[Collected data]
= = = = =
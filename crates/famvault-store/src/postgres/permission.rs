//! PostgreSQL permission grant store.

use async_trait::async_trait;
use sqlx::PgPool;
use uuid::Uuid;

use famvault_core::error::{AppError, ErrorKind};
use famvault_core::result::AppResult;
use famvault_core::types::{FolderId, MemberId};
use famvault_entity::permission::{PermissionGrant, ResourceRef};

use crate::traits::PermissionStore;

/// Permission grant store backed by PostgreSQL.
#[derive(Debug, Clone)]
pub struct PgPermissionStore {
    pool: PgPool,
}

impl PgPermissionStore {
    /// Create a new permission store.
    pub fn new(pool: PgPool) -> Self {
        Self { pool }
    }
}

#[async_trait]
impl PermissionStore for PgPermissionStore {
    async fn find_for_member(
        &self,
        resource: ResourceRef,
        member_id: MemberId,
    ) -> AppResult<Option<PermissionGrant>> {
        sqlx::query_as::<_, PermissionGrant>(
            "SELECT * FROM permission_grants \
             WHERE resource_type = $1 AND resource_id = $2 AND member_id = $3",
        )
        .bind(resource.resource_type())
        .bind(resource.resource_uuid())
        .bind(member_id)
        .fetch_optional(&self.pool)
        .await
        .map_err(|e| AppError::with_source(ErrorKind::Database, "Failed to find grant", e))
    }

    async fn list_for_resource(&self, resource: ResourceRef) -> AppResult<Vec<PermissionGrant>> {
        sqlx::query_as::<_, PermissionGrant>(
            "SELECT * FROM permission_grants \
             WHERE resource_type = $1 AND resource_id = $2 ORDER BY created_at ASC",
        )
        .bind(resource.resource_type())
        .bind(resource.resource_uuid())
        .fetch_all(&self.pool)
        .await
        .map_err(|e| AppError::with_source(ErrorKind::Database, "Failed to list grants", e))
    }

    async fn exists_for_resource(&self, resource: ResourceRef) -> AppResult<bool> {
        let row: (bool,) = sqlx::query_as(
            "SELECT EXISTS(SELECT 1 FROM permission_grants \
             WHERE resource_type = $1 AND resource_id = $2)",
        )
        .bind(resource.resource_type())
        .bind(resource.resource_uuid())
        .fetch_one(&self.pool)
        .await
        .map_err(|e| AppError::with_source(ErrorKind::Database, "Failed to check grants", e))?;
        Ok(row.0)
    }

    async fn exists_for_folders(&self, folder_ids: &[FolderId]) -> AppResult<bool> {
        let uuids: Vec<Uuid> = folder_ids.iter().map(|f| f.into_uuid()).collect();
        let row: (bool,) = sqlx::query_as(
            "SELECT EXISTS(SELECT 1 FROM permission_grants \
             WHERE resource_type = 'folder' AND resource_id = ANY($1))",
        )
        .bind(&uuids)
        .fetch_one(&self.pool)
        .await
        .map_err(|e| AppError::with_source(ErrorKind::Database, "Failed to check grants", e))?;
        Ok(row.0)
    }

    async fn find_first_folder_grant(
        &self,
        folder_ids: &[FolderId],
        member_id: MemberId,
    ) -> AppResult<Option<PermissionGrant>> {
        let uuids: Vec<Uuid> = folder_ids.iter().map(|f| f.into_uuid()).collect();
        // array_position preserves the caller's walk order, so the nearest
        // folder with a grant for this member wins.
        sqlx::query_as::<_, PermissionGrant>(
            "SELECT * FROM permission_grants \
             WHERE resource_type = 'folder' AND resource_id = ANY($1) AND member_id = $2 \
             ORDER BY array_position($1, resource_id) ASC LIMIT 1",
        )
        .bind(&uuids)
        .bind(member_id)
        .fetch_optional(&self.pool)
        .await
        .map_err(|e| AppError::with_source(ErrorKind::Database, "Failed to walk grants", e))
    }

    async fn upsert(&self, grant: &PermissionGrant) -> AppResult<PermissionGrant> {
        sqlx::query_as::<_, PermissionGrant>(
            "INSERT INTO permission_grants \
             (id, family_id, resource_type, resource_id, member_id, level, granted_by, created_at, updated_at) \
             VALUES ($1, $2, $3, $4, $5, $6, $7, $8, $9) \
             ON CONFLICT (resource_type, resource_id, member_id) \
             DO UPDATE SET level = EXCLUDED.level, granted_by = EXCLUDED.granted_by, updated_at = NOW() \
             RETURNING *",
        )
        .bind(grant.id)
        .bind(grant.family_id)
        .bind(grant.resource_type)
        .bind(grant.resource_id)
        .bind(grant.member_id)
        .bind(grant.level)
        .bind(grant.granted_by)
        .bind(grant.created_at)
        .bind(grant.updated_at)
        .fetch_one(&self.pool)
        .await
        .map_err(|e| AppError::with_source(ErrorKind::Database, "Failed to upsert grant", e))
    }

    async fn remove(&self, resource: ResourceRef, member_id: MemberId) -> AppResult<bool> {
        let result = sqlx::query(
            "DELETE FROM permission_grants \
             WHERE resource_type = $1 AND resource_id = $2 AND member_id = $3",
        )
        .bind(resource.resource_type())
        .bind(resource.resource_uuid())
        .bind(member_id)
        .execute(&self.pool)
        .await
        .map_err(|e| AppError::with_source(ErrorKind::Database, "Failed to remove grant", e))?;
        Ok(result.rows_affected() > 0)
    }
}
= = = = =
ACTION ITEM
Write out all the data exactly.

EXERCISE RESPONSE
filename crates/famvault-store/src/postgres/permission.rs
//! PostgreSQL permission grant store.

use async_trait::async_trait;
use sqlx::PgPool;
use uuid::Uuid;

use famvault_core::error::{AppError, ErrorKind};
use famvault_core::result::AppResult;
use famvault_core::types::{FolderId, MemberId};
use famvault_entity::permission::{PermissionGrant, ResourceRef};

use crate::traits::PermissionStore;

/// Permission grant store backed by PostgreSQL.
#[derive(Debug, Clone)]
pub struct PgPermissionStore {
    pool: PgPool,
}

impl PgPermissionStore {
    /// Create a new permission store.
    pub fn new(pool: PgPool) -> Self {
        Self { pool }
    }
}

#[async_trait]
impl PermissionStore for PgPermissionStore {
    async fn find_for_member(
        &self,
        resource: ResourceRef,
        member_id: MemberId,
    ) -> AppResult<Option<PermissionGrant>> {
        sqlx::query_as::<_, PermissionGrant>(
            "SELECT * FROM permission_grants \
             WHERE resource_type = $1 AND resource_id = $2 AND member_id = $3",
        )
        .bind(resource.resource_type())
        .bind(resource.resource_uuid())
        .bind(member_id)
        .fetch_optional(&self.pool)
        .await
        .map_err(|e| AppError::with_source(ErrorKind::Database, "Failed to find grant", e))
    }

    async fn list_for_resource(&self, resource: ResourceRef) -> AppResult<Vec<PermissionGrant>> {
        sqlx::query_as::<_, PermissionGrant>(
            "SELECT * FROM permission_grants \
             WHERE resource_type = $1 AND resource_id = $2 ORDER BY created_at ASC",
        )
        .bind(resource.resource_type())
        .bind(resource.resource_uuid())
        .fetch_all(&self.pool)
        .await
        .map_err(|e| AppError::with_source(ErrorKind::Database, "Failed to list grants", e))
    }

    async fn exists_for_resource(&self, resource: ResourceRef) -> AppResult<bool> {
        let row: (bool,) = sqlx::query_as(
            "SELECT EXISTS(SELECT 1 FROM permission_grants \
             WHERE resource_type = $1 AND resource_id = $2)",
        )
        .bind(resource.resource_type())
        .bind(resource.resource_uuid())
        .fetch_one(&self.pool)
        .await
        .map_err(|e| AppError::with_source(ErrorKind::Database, "Failed to check grants", e))?;
        Ok(row.0)
    }

    async fn exists_for_folders(&self, folder_ids: &[FolderId]) -> AppResult<bool> {
        let uuids: Vec<Uuid> = folder_ids.iter().map(|f| f.into_uuid()).collect();
        let row: (bool,) = sqlx::query_as(
            "SELECT EXISTS(SELECT 1 FROM permission_grants \
             WHERE resource_type = 'folder' AND resource_id = ANY($1))",
        )
        .bind(&uuids)
        .fetch_one(&self.pool)
        .await
        .map_err(|e| AppError::with_source(ErrorKind::Database, "Failed to check grants", e))?;
        Ok(row.0)
    }

    async fn find_first_folder_grant(
        &self,
        folder_ids: &[FolderId],
        member_id: MemberId,
    ) -> AppResult<Option<PermissionGrant>> {
        let uuids: Vec<Uuid> = folder_ids.iter().map(|f| f.into_uuid()).collect();
        // array_position preserves the caller's walk order, so the nearest
        // folder with a grant for this member wins.
        sqlx::query_as::<_, PermissionGrant>(
            "SELECT * FROM permission_grants \
             WHERE resource_type = 'folder' AND resource_id = ANY($1) AND member_id = $2 \
             ORDER BY array_position($1, resource_id) ASC LIMIT 1",
        )
        .bind(&uuids)
        .bind(member_id)
        .fetch_optional(&self.pool)
        .await
        .map_err(|e| AppError::with_source(ErrorKind::Database, "Failed to walk grants", e))
    }

    async fn upsert(&self, grant: &PermissionGrant) -> AppResult<PermissionGrant> {
        sqlx::query_as::<_, PermissionGrant>(
            "INSERT INTO permission_grants \
             (id, family_id, resource_type, resource_id, member_id, level, granted_by, created_at, updated_at) \
             VALUES ($1, $2, $3, $4, $5, $6, $7, $8, $9) \
             ON CONFLICT (resource_type, resource_id, member_id) \
             DO UPDATE SET level = EXCLUDED.level, granted_by = EXCLUDED.granted_by, updated_at = NOW() \
             RETURNING *",
        )
        .bind(grant.id)
        .bind(grant.family_id)
        .bind(grant.resource_type)
        .bind(grant.resource_id)
        .bind(grant.member_id)
        .bind(grant.level)
        .bind(grant.granted_by)
        .bind(grant.created_at)
        .bind(grant.updated_at)
        .fetch_one(&self.pool)
        .await
        .map_err(|e| AppError::with_source(ErrorKind::Database, "Failed to upsert grant", e))
    }

    async fn remove(&self, resource: ResourceRef, member_id: MemberId) -> AppResult<bool> {
        let result = sqlx::query(
            "DELETE FROM permission_grants \
             WHERE resource_type = $1 AND resource_id = $2 AND member_id = $3",
        )
        .bind(resource.resource_type())
        .bind(resource.resource_uuid())
        .bind(member_id)
        .execute(&self.pool)
        .await
        .map_err(|e| AppError::with_source(ErrorKind::Database, "Failed to remove grant", e))?;
        Ok(result.rows_affected() > 0)
    }
}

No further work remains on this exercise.